Blend Layoffs: What Happened & Why?

January 10, 2023
United States
Finance

In January 2023, Blend, a prominent mortgage tech and title insurance provider, made headlines when it announced a staggering 30% workforce reduction, affecting around 340 employees. This marked the company's fourth round of layoffs in less than a year. In this article, we'll delve into the reasons behind these layoffs and discuss their potential impact on Blend's future.

Why did Blend have layoffs?

Blend's decision to lay off employees can be attributed to its ongoing efforts to address over $1 billion in cumulative losses. By reducing its workforce by 30%, the company aims to cut payroll expenses by about $43 million per year. This move coincides with the resignations of top executives, including President Timothy Mayopoulos, Head of Finance Marc Greenberg, and Head of Legal Crystal Summer.

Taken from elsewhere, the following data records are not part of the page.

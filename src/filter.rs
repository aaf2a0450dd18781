use crate::timecontrol::categorize_timecontrol;
use crate::types::{GameRecord, TimeControlClass};

const TERMINATION_TAG: &str = "Termination";
const ABANDONED: &str = "Abandoned";
const WHITE_ELO_TAG: &str = "WhiteElo";
const BLACK_ELO_TAG: &str = "BlackElo";
const TIME_CONTROL_TAG: &str = "TimeControl";

#[derive(Debug, Clone, Copy, PartialEq, Eq, Hash)]
pub enum SkipReason {
    Abandoned,
    RatingOutOfRange,
    ExcludedTimeControl(TimeControlClass),
}

#[derive(Debug, Clone, Copy, PartialEq, Eq)]
pub enum FilterDecision {
    Include(TimeControlClass),
    Skip(SkipReason),
}

pub fn is_abandoned(record: &GameRecord) -> bool {
    record.header(TERMINATION_TAG) == Some(ABANDONED)
}

fn parse_rating(raw: Option<&str>) -> Option<i32> {
    raw?.trim().parse().ok()
}

/// Both ratings must be integers inside `[lo, hi]`. Missing tags and values
/// such as `?` count as out of range.
pub fn is_in_elo_range(record: &GameRecord, lo: i32, hi: i32) -> bool {
    let range = lo..=hi;
    match (
        parse_rating(record.header(WHITE_ELO_TAG)),
        parse_rating(record.header(BLACK_ELO_TAG)),
    ) {
        (Some(white), Some(black)) => range.contains(&white) && range.contains(&black),
        _ => false,
    }
}

pub fn time_control(record: &GameRecord) -> TimeControlClass {
    categorize_timecontrol(record.header(TIME_CONTROL_TAG))
}

/// Record-level gate in front of the replay workers.
#[derive(Debug, Clone, PartialEq, Eq)]
pub struct GameFilter {
    lo_elo: i32,
    hi_elo: i32,
    excluded: [bool; 4],
}

impl GameFilter {
    pub fn new(lo_elo: i32, hi_elo: i32, exclude: &[TimeControlClass]) -> Self {
        let mut excluded = [false; 4];
        for class in exclude {
            excluded[class.index()] = true;
        }
        Self {
            lo_elo,
            hi_elo,
            excluded,
        }
    }

    pub fn is_excluded(&self, class: TimeControlClass) -> bool {
        self.excluded[class.index()]
    }

    pub fn evaluate(&self, record: &GameRecord) -> FilterDecision {
        if is_abandoned(record) {
            return FilterDecision::Skip(SkipReason::Abandoned);
        }
        if !is_in_elo_range(record, self.lo_elo, self.hi_elo) {
            return FilterDecision::Skip(SkipReason::RatingOutOfRange);
        }

        let class = time_control(record);
        if self.is_excluded(class) {
            FilterDecision::Skip(SkipReason::ExcludedTimeControl(class))
        } else {
            FilterDecision::Include(class)
        }
    }
}
use crate::types::TimeControlClass;

/// Marker used by Lichess for correspondence games and games without a clock.
pub const NO_CLOCK_MARKER: &str = "-";

#[derive(Debug, Clone, Copy, PartialEq, Eq)]
pub enum Mode {
    /// Missing tag or a format this tool does not understand.
    Unknown,
    /// `-`: no fixed clock.
    Unlimited,
    /// `<base>+<increment>`; only the base in seconds is kept.
    Normal { base_seconds: u32 },
}

fn parse_u32(s: &str) -> Option<u32> {
    s.trim().parse().ok()
}

/// Parses the `TimeControl` tag. Only the `<base>+<increment>` form is
/// recognised, with exactly one `+` and a numeric base; the increment is
/// not inspected. Everything else is [`Mode::Unknown`].
pub fn parse_timecontrol(raw: Option<&str>) -> Mode {
    let Some(input) = raw.map(str::trim) else {
        return Mode::Unknown;
    };

    if input == NO_CLOCK_MARKER {
        return Mode::Unlimited;
    }

    let Some((base, increment)) = input.split_once('+') else {
        return Mode::Unknown;
    };
    if increment.contains('+') {
        return Mode::Unknown;
    }

    match parse_u32(base) {
        Some(base_seconds) => Mode::Normal { base_seconds },
        None => Mode::Unknown,
    }
}

/// Class by starting time only; the increment does not move a game between
/// classes.
pub fn category_from_mode(mode: Mode) -> TimeControlClass {
    match mode {
        Mode::Normal { base_seconds } => match base_seconds {
            0..=60 => TimeControlClass::Bullet,
            61..=300 => TimeControlClass::Blitz,
            301..=900 => TimeControlClass::Rapid,
            _ => TimeControlClass::Slow,
        },
        Mode::Unknown | Mode::Unlimited => TimeControlClass::Slow,
    }
}

pub fn categorize_timecontrol(raw: Option<&str>) -> TimeControlClass {
    category_from_mode(parse_timecontrol(raw))
}

#[cfg(test)]
mod tests {
    use super::*;

    #[test]
    fn test_parse_base_and_increment() {
        assert_eq!(
            parse_timecontrol(Some("180+2")),
            Mode::Normal { base_seconds: 180 }
        );
        assert_eq!(parse_timecontrol(Some("-")), Mode::Unlimited);
        assert_eq!(parse_timecontrol(None), Mode::Unknown);
        assert_eq!(parse_timecontrol(Some("40/7200:3600")), Mode::Unknown);
        assert_eq!(parse_timecontrol(Some("x+5")), Mode::Unknown);
        assert_eq!(parse_timecontrol(Some("300+5+3")), Mode::Unknown);
        assert_eq!(parse_timecontrol(Some("300")), Mode::Unknown);
    }

    #[test]
    fn test_category_threshold_boundaries() {
        assert_eq!(categorize_timecontrol(Some("0+1")), TimeControlClass::Bullet);
        assert_eq!(categorize_timecontrol(Some("60+0")), TimeControlClass::Bullet);
        assert_eq!(categorize_timecontrol(Some("61+0")), TimeControlClass::Blitz);
        assert_eq!(categorize_timecontrol(Some("300+0")), TimeControlClass::Blitz);
        assert_eq!(categorize_timecontrol(Some("301+0")), TimeControlClass::Rapid);
        assert_eq!(categorize_timecontrol(Some("900+0")), TimeControlClass::Rapid);
        assert_eq!(categorize_timecontrol(Some("901+0")), TimeControlClass::Slow);
    }

    #[test]
    fn test_category_ignores_increment() {
        assert_eq!(categorize_timecontrol(Some("60+30")), TimeControlClass::Bullet);
        assert_eq!(categorize_timecontrol(Some("300+x")), TimeControlClass::Blitz);
        assert_eq!(categorize_timecontrol(Some("600+")), TimeControlClass::Rapid);
    }

    #[test]
    fn test_category_no_clock_and_garbage_are_slow() {
        assert_eq!(categorize_timecontrol(Some("-")), TimeControlClass::Slow);
        assert_eq!(categorize_timecontrol(Some("G/90")), TimeControlClass::Slow);
        assert_eq!(categorize_timecontrol(Some("")), TimeControlClass::Slow);
        assert_eq!(categorize_timecontrol(None), TimeControlClass::Slow);
    }
}
use std::io;
use std::path::PathBuf;

use thiserror::Error;

/// Archive-level failures. Fatal for the file being analysed, never for a batch.
#[derive(Debug, Error)]
pub enum FormatError {
    #[error("Unsupported extension '{extension}' for '{path}'")]
    UnsupportedExtension { path: PathBuf, extension: String },

    #[error("Failed to open file '{path}': {source}")]
    Open { path: PathBuf, source: io::Error },

    #[error("Failed to initialize {codec} decoder for '{path}': {source}")]
    Decoder {
        path: PathBuf,
        codec: &'static str,
        source: io::Error,
    },

    #[error("Read error in '{path}' after {games} games: {source}")]
    Read {
        path: PathBuf,
        games: u64,
        source: io::Error,
    },
}

/// Invalid analysis settings, detected before any file is touched.
#[derive(Debug, Error, PartialEq, Eq)]
pub enum ConfigError {
    #[error(
        "Lower ELO threshold cannot be higher than or equal to higher ELO threshold ({lo} >= {hi})"
    )]
    RatingRange { lo: i32, hi: i32 },

    #[error("Invalid number of captures: {0} (expected 0 < captures < 30)")]
    Captures(u32),

    #[error("Unknown time control class '{0}' (expected bullet, blitz, rapid or slow)")]
    TimeControlClass(String),
}

impl ConfigError {
    /// Process exit code used by the command line tool.
    pub fn exit_code(&self) -> u8 {
        match self {
            Self::RatingRange { .. } => 1,
            Self::Captures(_) => 2,
            Self::TimeControlClass(_) => 3,
        }
    }
}

#[derive(Debug, Error)]
pub enum StatsError {
    #[error("Failed to access stats file '{path}': {source}")]
    Io { path: PathBuf, source: io::Error },

    #[error("Malformed stats file '{path}': {source}")]
    Json {
        path: PathBuf,
        source: serde_json::Error,
    },

    #[error("Stats file '{0}' has neither an 'EGTB' nor an 'EGTB_most_games' section")]
    MissingEgtb(PathBuf),

    #[error("Invalid pattern: {0}")]
    Pattern(#[from] glob::PatternError),
}

/// Failure of a single file run: either the archive or its artifact.
#[derive(Debug, Error)]
pub enum AnalysisError {
    #[error(transparent)]
    Format(#[from] FormatError),

    #[error(transparent)]
    Stats(#[from] StatsError),
}

#[derive(Debug, Clone, Default)]
pub struct ErrorAccumulator(Option<String>);

impl ErrorAccumulator {
    pub fn push(&mut self, msg: &str) {
        match &mut self.0 {
            Some(existing) => {
                existing.push_str("; ");
                existing.push_str(msg);
            }
            None => {
                self.0 = Some(msg.to_string());
            }
        }
    }

    pub fn as_deref(&self) -> Option<&str> {
        self.0.as_deref()
    }

    pub fn is_empty(&self) -> bool {
        self.0.is_none()
    }
}

#[cfg(test)]
mod tests {
    use super::*;

    #[test]
    fn test_push_multiple_messages_uses_separator() {
        let mut accumulator = ErrorAccumulator::default();
        accumulator.push("illegal san 'Qxh9'");
        accumulator.push("ambiguous san 'Nd2'");

        assert_eq!(
            accumulator.as_deref(),
            Some("illegal san 'Qxh9'; ambiguous san 'Nd2'")
        );
    }

    #[test]
    fn test_empty_accumulator() {
        let mut accumulator = ErrorAccumulator::default();
        assert!(accumulator.is_empty());
        assert!(accumulator.as_deref().is_none());

        accumulator.push("error");
        assert!(!accumulator.is_empty());
        assert_eq!(accumulator.as_deref(), Some("error"));
    }

    #[test]
    fn test_config_error_exit_codes_match_cli_contract() {
        assert_eq!(ConfigError::RatingRange { lo: 10, hi: 5 }.exit_code(), 1);
        assert_eq!(ConfigError::Captures(30).exit_code(), 2);
    }

    #[test]
    fn test_format_error_message_names_extension() {
        let err = FormatError::UnsupportedExtension {
            path: PathBuf::from("games.rar"),
            extension: "rar".to_string(),
        };
        assert_eq!(err.to_string(), "Unsupported extension 'rar' for 'games.rar'");
    }
}
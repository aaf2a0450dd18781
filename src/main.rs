use std::path::PathBuf;
use std::process::ExitCode;

use anyhow::{Context, Result};
use clap::{Parser, Subcommand};
use tracing::{error, info};

use egtb_stats::config::{DEFAULT_HI_ELO, DEFAULT_LO_ELO, REQUIRED_CAPTURES_7_MAN};
use egtb_stats::{AnalysisConfig, ConfigError, TimeControlClass, analyse_path, combine};

/// Endgame tablebase statistics over PGN archives
#[derive(Parser, Debug)]
#[command(name = "egtb-stats", version, about)]
struct Opt {
    #[command(subcommand)]
    command: Command,
}

#[derive(Subcommand, Debug)]
enum Command {
    /// Analyse a PGN archive or every archive in a directory
    Analyse {
        /// Archive (.pgn, .pgn.bz2, .pgn.zst) or directory of archives
        path: PathBuf,
        /// Lowest rating of both players
        #[arg(long, default_value_t = DEFAULT_LO_ELO)]
        loelo: i32,
        /// Highest rating of both players
        #[arg(long, default_value_t = DEFAULT_HI_ELO)]
        hielo: i32,
        /// Time control classes to leave out (bullet, blitz, rapid, slow)
        #[arg(long, num_args = 0..)]
        exclude: Vec<String>,
        /// Captures before the position is classified
        #[arg(long, default_value_t = REQUIRED_CAPTURES_7_MAN)]
        captures: u32,
        /// Add the material difference view to the cumulative stats
        #[arg(long)]
        sort_by_material_diff: bool,
        /// Replay worker threads
        #[arg(long)]
        workers: Option<usize>,
    },
    /// Combine cumulative stats files into one
    Combine {
        /// Cumulative stats files
        #[arg(required = true)]
        files: Vec<PathBuf>,
        /// Output file
        #[arg(long, default_value = "cumulative.json")]
        outfile: PathBuf,
    },
}

fn analysis_config(
    loelo: i32,
    hielo: i32,
    exclude: &[String],
    captures: u32,
    workers: Option<usize>,
) -> Result<AnalysisConfig, ConfigError> {
    let exclude = exclude
        .iter()
        .map(|class| class.parse::<TimeControlClass>())
        .collect::<Result<Vec<_>, _>>()?;

    let config = AnalysisConfig::new(loelo, hielo, exclude, captures)?;
    Ok(match workers {
        Some(workers) => config.with_workers(workers),
        None => config,
    })
}

fn main() -> ExitCode {
    egtb_stats::log::init();

    match run(Opt::parse()) {
        Ok(()) => ExitCode::SUCCESS,
        Err(e) => match e.downcast_ref::<ConfigError>() {
            Some(config_error) => {
                error!("{config_error}");
                ExitCode::from(config_error.exit_code())
            }
            None => {
                error!("{e:#}");
                ExitCode::FAILURE
            }
        },
    }
}

fn run(opt: Opt) -> Result<()> {
    match opt.command {
        Command::Analyse {
            path,
            loelo,
            hielo,
            exclude,
            captures,
            sort_by_material_diff,
            workers,
        } => {
            let config = analysis_config(loelo, hielo, &exclude, captures, workers)?;
            info!(
                loelo = config.lo_elo,
                hielo = config.hi_elo,
                captures = config.captures,
                workers = config.workers,
                "Starting analysis of {}",
                path.display()
            );

            let batch = analyse_path(&path, &config, sort_by_material_diff)
                .with_context(|| format!("failed to analyse {}", path.display()))?;
            if !batch.failed.is_empty() {
                let total = batch.failed.len() + batch.runs.len();
                info!("{} of {total} files failed", batch.failed.len());
            }
        }
        Command::Combine { files, outfile } => {
            let combined = combine(&files, &outfile)
                .with_context(|| format!("failed to combine into {}", outfile.display()))?;
            info!(
                total_games = combined.total_games,
                "Combined {} files into {}",
                files.len(),
                outfile.display()
            );
        }
    }
    Ok(())
}
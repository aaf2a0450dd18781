use std::fmt;
use std::str::FromStr;

use crate::error::ConfigError;

/// One game as cut out of an archive: the header tags in file order plus the
/// mainline movetext joined onto a single line.
#[derive(Debug, Clone, Default, PartialEq, Eq)]
pub struct GameRecord {
    pub headers: Vec<(String, String)>,
    pub movetext: String,
}

impl GameRecord {
    /// Value of the first header with the given key. Duplicate tags keep the
    /// first occurrence.
    pub fn header(&self, key: &str) -> Option<&str> {
        self.headers
            .iter()
            .find(|(k, _)| k == key)
            .map(|(_, v)| v.as_str())
    }
}

#[derive(Debug, Clone, Copy, PartialEq, Eq, Hash, PartialOrd, Ord)]
pub enum TimeControlClass {
    Bullet,
    Blitz,
    Rapid,
    Slow,
}

impl TimeControlClass {
    pub const ALL: [TimeControlClass; 4] = [Self::Bullet, Self::Blitz, Self::Rapid, Self::Slow];

    pub fn as_str(self) -> &'static str {
        match self {
            Self::Bullet => "bullet",
            Self::Blitz => "blitz",
            Self::Rapid => "rapid",
            Self::Slow => "slow",
        }
    }

    pub const fn index(self) -> usize {
        self as usize
    }
}

impl fmt::Display for TimeControlClass {
    fn fmt(&self, f: &mut fmt::Formatter<'_>) -> fmt::Result {
        f.write_str(self.as_str())
    }
}

impl FromStr for TimeControlClass {
    type Err = ConfigError;

    fn from_str(s: &str) -> Result<Self, Self::Err> {
        let normalized = s.trim();
        Self::ALL
            .into_iter()
            .find(|class| class.as_str().eq_ignore_ascii_case(normalized))
            .ok_or_else(|| ConfigError::TimeControlClass(normalized.to_string()))
    }
}
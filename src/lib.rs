pub mod config;
pub mod egtb;
pub mod engine;
pub mod error;
pub mod filter;
pub mod log;
pub mod pipeline;
pub mod reader;
pub mod replay;
pub mod stats;
pub mod timecontrol;
pub mod types;
pub mod visitor;

pub use config::AnalysisConfig;
pub use egtb::{egtb_name_from_pieces, material_diff};
pub use engine::{RulesEngine, ShakmatyEngine};
pub use error::{AnalysisError, ConfigError, FormatError, StatsError};
pub use pipeline::{RunReport, analyse_file, analyse_file_with, analyse_path};
pub use replay::{Outcome, UnsuitableReason};
pub use stats::{CumulativeStats, RunStats, combine};
pub use types::{GameRecord, TimeControlClass};
use shakmaty::{CastlingMode, Chess, Move, Position, fen::Fen, san::San};

use crate::egtb::PieceSet;
use crate::error::ErrorAccumulator;
use crate::types::GameRecord;
use crate::visitor::parse_movetext_mainline;

/// Board-state capability the replayer drives. Implementations own all chess
/// rules; the replayer only counts and classifies pieces.
pub trait RulesEngine {
    /// Resets the engine to the game's starting position and queues its
    /// mainline.
    fn load(&mut self, record: &GameRecord);

    /// Plays the next queued half-move. `false` once the mainline is exhausted.
    fn apply_next(&mut self) -> bool;

    /// Pieces currently on the board as FEN symbols.
    fn piece_set(&self) -> PieceSet;

    fn piece_count(&self) -> usize {
        self.piece_set().len()
    }

    /// Notation problems found while loading the game, `; `-separated.
    fn errors(&self) -> Option<&str>;
}

/// [`RulesEngine`] backed by `shakmaty`.
///
/// The whole mainline is validated on load: an unparsable or illegal SAN is
/// recorded as an error and truncates the mainline at that point.
#[derive(Default)]
pub struct ShakmatyEngine {
    pos: Chess,
    moves: std::vec::IntoIter<Move>,
    errors: ErrorAccumulator,
}

impl ShakmatyEngine {
    pub fn new() -> Self {
        Self::default()
    }

    fn starting_position(record: &GameRecord, errors: &mut ErrorAccumulator) -> Chess {
        let Some(fen) = record.header("FEN") else {
            return Chess::default();
        };

        let parsed = Fen::from_ascii(fen.as_bytes())
            .map_err(|e| e.to_string())
            .and_then(|fen| {
                fen.into_position::<Chess>(CastlingMode::Chess960)
                    .map_err(|e| e.to_string())
            });

        match parsed {
            Ok(pos) => pos,
            Err(e) => {
                errors.push(&format!("invalid FEN '{fen}': {e}"));
                Chess::default()
            }
        }
    }

    fn validate_mainline(start: &Chess, sans: &[San], errors: &mut ErrorAccumulator) -> Vec<Move> {
        let mut scratch = start.clone();
        let mut moves = Vec::with_capacity(sans.len());

        for (ply, san) in sans.iter().enumerate() {
            match san.to_move(&scratch) {
                Ok(m) => {
                    scratch.play_unchecked(m.clone());
                    moves.push(m);
                }
                Err(e) => {
                    errors.push(&format!("illegal san '{san}' at ply {}: {e}", ply + 1));
                    break;
                }
            }
        }

        moves
    }
}

impl RulesEngine for ShakmatyEngine {
    fn load(&mut self, record: &GameRecord) {
        let mut errors = ErrorAccumulator::default();
        let start = Self::starting_position(record, &mut errors);

        let parsed = parse_movetext_mainline(&record.movetext);
        if let Some(parse_error) = parsed.parse_error.as_deref() {
            errors.push(parse_error);
        }

        let moves = if errors.is_empty() {
            Self::validate_mainline(&start, &parsed.sans, &mut errors)
        } else {
            Vec::new()
        };

        self.pos = start;
        self.moves = moves.into_iter();
        self.errors = errors;
    }

    fn apply_next(&mut self) -> bool {
        match self.moves.next() {
            Some(m) => {
                self.pos.play_unchecked(m);
                true
            }
            None => false,
        }
    }

    fn piece_set(&self) -> PieceSet {
        let board = self.pos.board();
        board
            .occupied()
            .into_iter()
            .filter_map(|square| board.piece_at(square))
            .map(|piece| piece.char())
            .collect()
    }

    fn piece_count(&self) -> usize {
        self.pos.board().occupied().count()
    }

    fn errors(&self) -> Option<&str> {
        self.errors.as_deref()
    }
}

/// Test double that fabricates board states from a script instead of chess
/// rules. Each movetext token is the complete piece string after that
/// half-move; `??` records a notation error and ends the script, `panic`
/// panics when played. A `Start` header replaces the 32-piece opening set.
#[cfg(test)]
#[derive(Default)]
pub(crate) struct ScriptedEngine {
    current: PieceSet,
    script: std::collections::VecDeque<String>,
    errors: ErrorAccumulator,
}

#[cfg(test)]
pub(crate) const STANDARD_PIECES: &str = "RNBQKBNRPPPPPPPPpppppppprnbqkbnr";

#[cfg(test)]
impl RulesEngine for ScriptedEngine {
    fn load(&mut self, record: &GameRecord) {
        self.current = record
            .header("Start")
            .unwrap_or(STANDARD_PIECES)
            .chars()
            .collect();
        self.errors = ErrorAccumulator::default();
        self.script.clear();

        for token in record.movetext.split_whitespace() {
            if token == "??" {
                self.errors.push("scripted notation error");
                break;
            }
            self.script.push_back(token.to_string());
        }
    }

    fn apply_next(&mut self) -> bool {
        match self.script.pop_front() {
            Some(token) if token == "panic" => panic!("scripted engine fault"),
            Some(token) => {
                self.current = token.chars().collect();
                true
            }
            None => false,
        }
    }

    fn piece_set(&self) -> PieceSet {
        self.current.clone()
    }

    fn errors(&self) -> Option<&str> {
        self.errors.as_deref()
    }
}

#[cfg(test)]
mod tests {
    use super::*;

    fn game(movetext: &str) -> GameRecord {
        GameRecord {
            headers: Vec::new(),
            movetext: movetext.to_string(),
        }
    }

    fn sorted(pieces: PieceSet) -> String {
        let mut pieces: Vec<char> = pieces.into_vec();
        pieces.sort_unstable();
        pieces.into_iter().collect()
    }

    #[test]
    fn test_shakmaty_engine_starts_with_full_board() {
        let mut engine = ShakmatyEngine::new();
        engine.load(&game("1. e4 e5 *"));

        assert_eq!(engine.piece_count(), 32);
        assert_eq!(sorted(engine.piece_set()), sorted(STANDARD_PIECES.chars().collect()));
        assert!(engine.errors().is_none());
    }

    #[test]
    fn test_shakmaty_engine_tracks_captures() {
        let mut engine = ShakmatyEngine::new();
        engine.load(&game("1. e4 d5 2. exd5 Qxd5 *"));

        let mut counts = Vec::new();
        while engine.apply_next() {
            counts.push(engine.piece_count());
        }

        assert_eq!(counts, [32, 32, 31, 30]);
        assert_eq!(engine.piece_set().iter().filter(|&&p| p == 'P').count(), 7);
        assert_eq!(engine.piece_set().iter().filter(|&&p| p == 'p').count(), 7);
    }

    #[test]
    fn test_shakmaty_engine_records_illegal_move_and_truncates() {
        let mut engine = ShakmatyEngine::new();
        engine.load(&game("1. e4 e5 2. Ke3 Nc6 *"));

        assert!(engine.errors().is_some_and(|e| e.contains("Ke3")));
        assert!(engine.apply_next());
        assert!(engine.apply_next());
        assert!(!engine.apply_next());
    }

    #[test]
    fn test_shakmaty_engine_reload_resets_state() {
        let mut engine = ShakmatyEngine::new();
        engine.load(&game("1. e4 d5 2. Kf3 *"));
        assert!(engine.errors().is_some());

        engine.load(&game("1. d4 *"));
        assert!(engine.errors().is_none());
        assert!(engine.apply_next());
        assert!(!engine.apply_next());
        assert_eq!(engine.piece_count(), 32);
    }

    #[test]
    fn test_shakmaty_engine_honours_fen_header() {
        let record = GameRecord {
            headers: vec![(
                "FEN".to_string(),
                "4k3/8/8/8/8/8/4P3/4K3 w - - 0 1".to_string(),
            )],
            movetext: "1. e4 Kd7 *".to_string(),
        };
        let mut engine = ShakmatyEngine::new();
        engine.load(&record);

        assert_eq!(engine.piece_count(), 3);
        assert!(engine.apply_next());
        assert!(engine.apply_next());
        assert!(engine.errors().is_none());
    }

    #[test]
    fn test_shakmaty_engine_invalid_fen_is_an_error() {
        let record = GameRecord {
            headers: vec![("FEN".to_string(), "not a fen".to_string())],
            movetext: "1. e4 *".to_string(),
        };
        let mut engine = ShakmatyEngine::new();
        engine.load(&record);

        assert!(engine.errors().is_some_and(|e| e.starts_with("invalid FEN")));
        assert!(!engine.apply_next());
    }

    #[test]
    fn test_scripted_engine_plays_script() {
        let mut engine = ScriptedEngine::default();
        engine.load(&GameRecord {
            headers: vec![("Start".to_string(), "KQkq".to_string())],
            movetext: "KQkq KQk ?? Kk".to_string(),
        });

        assert_eq!(engine.piece_count(), 4);
        assert!(engine.apply_next());
        assert!(engine.apply_next());
        assert_eq!(engine.piece_count(), 3);
        assert!(!engine.apply_next());
        assert!(engine.errors().is_some());
    }
}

As part of its restructuring, Blend plans to shift its focus from being a product company to a platform company. The company will concentrate its investments on Blend Builder, a software platform that collects transaction fees from clients. This strategic change comes after Blend reported a $132.7 million net loss in the third quarter of the previous year, with revenue falling 38% year over year. Since its founding in 2012, Blend has posted a loss every quarter, accumulating a deficit of $1.082 billion as of September 30.

Financial Impact and Future Directions

The layoffs at Blend are expected to reduce payroll expenses by about $43 million per year, with other cost-cutting measures producing annualized savings of over $100 million by the end of 2023. These actions aim to align the company's cost structure with market realities and prepare for future growth, improving Blend's financial health in the short and long term.

Post-layoffs, Blend plans to transition from a product company to a platform company, focusing on high-potential growth opportunities. The company will prioritize its Blend Builder platform, a configurable subscription-based software that collects transaction fees from clients, and implement features to make lenders more efficient.

Impact on Industry

Blend's layoffs and shift in focus may lead to increased competition in the finance industry, as the company prioritizes its Blend Builder platform. This could drive innovation and efficiency among lenders, ultimately benefiting consumers. However, the layoffs may also signal challenges within the mortgage tech sector, potentially affecting other companies and their employees. The long-term impact on the finance industry will depend on Blend's ability to successfully execute its new strategy and adapt to market conditions.

Conclusion

Blend's layoffs, driven by over $1 billion in cumulative losses, aim to save $43 million annually in payroll expenses and refocus the company as a platform provider. The shift to Blend Builder could spur innovation and efficiency in the finance industry but also signals challenges within the mortgage tech sector. Blend's future and industry standing hinge on executing this new strategy, with potential implications for the broader market based on their success or failure.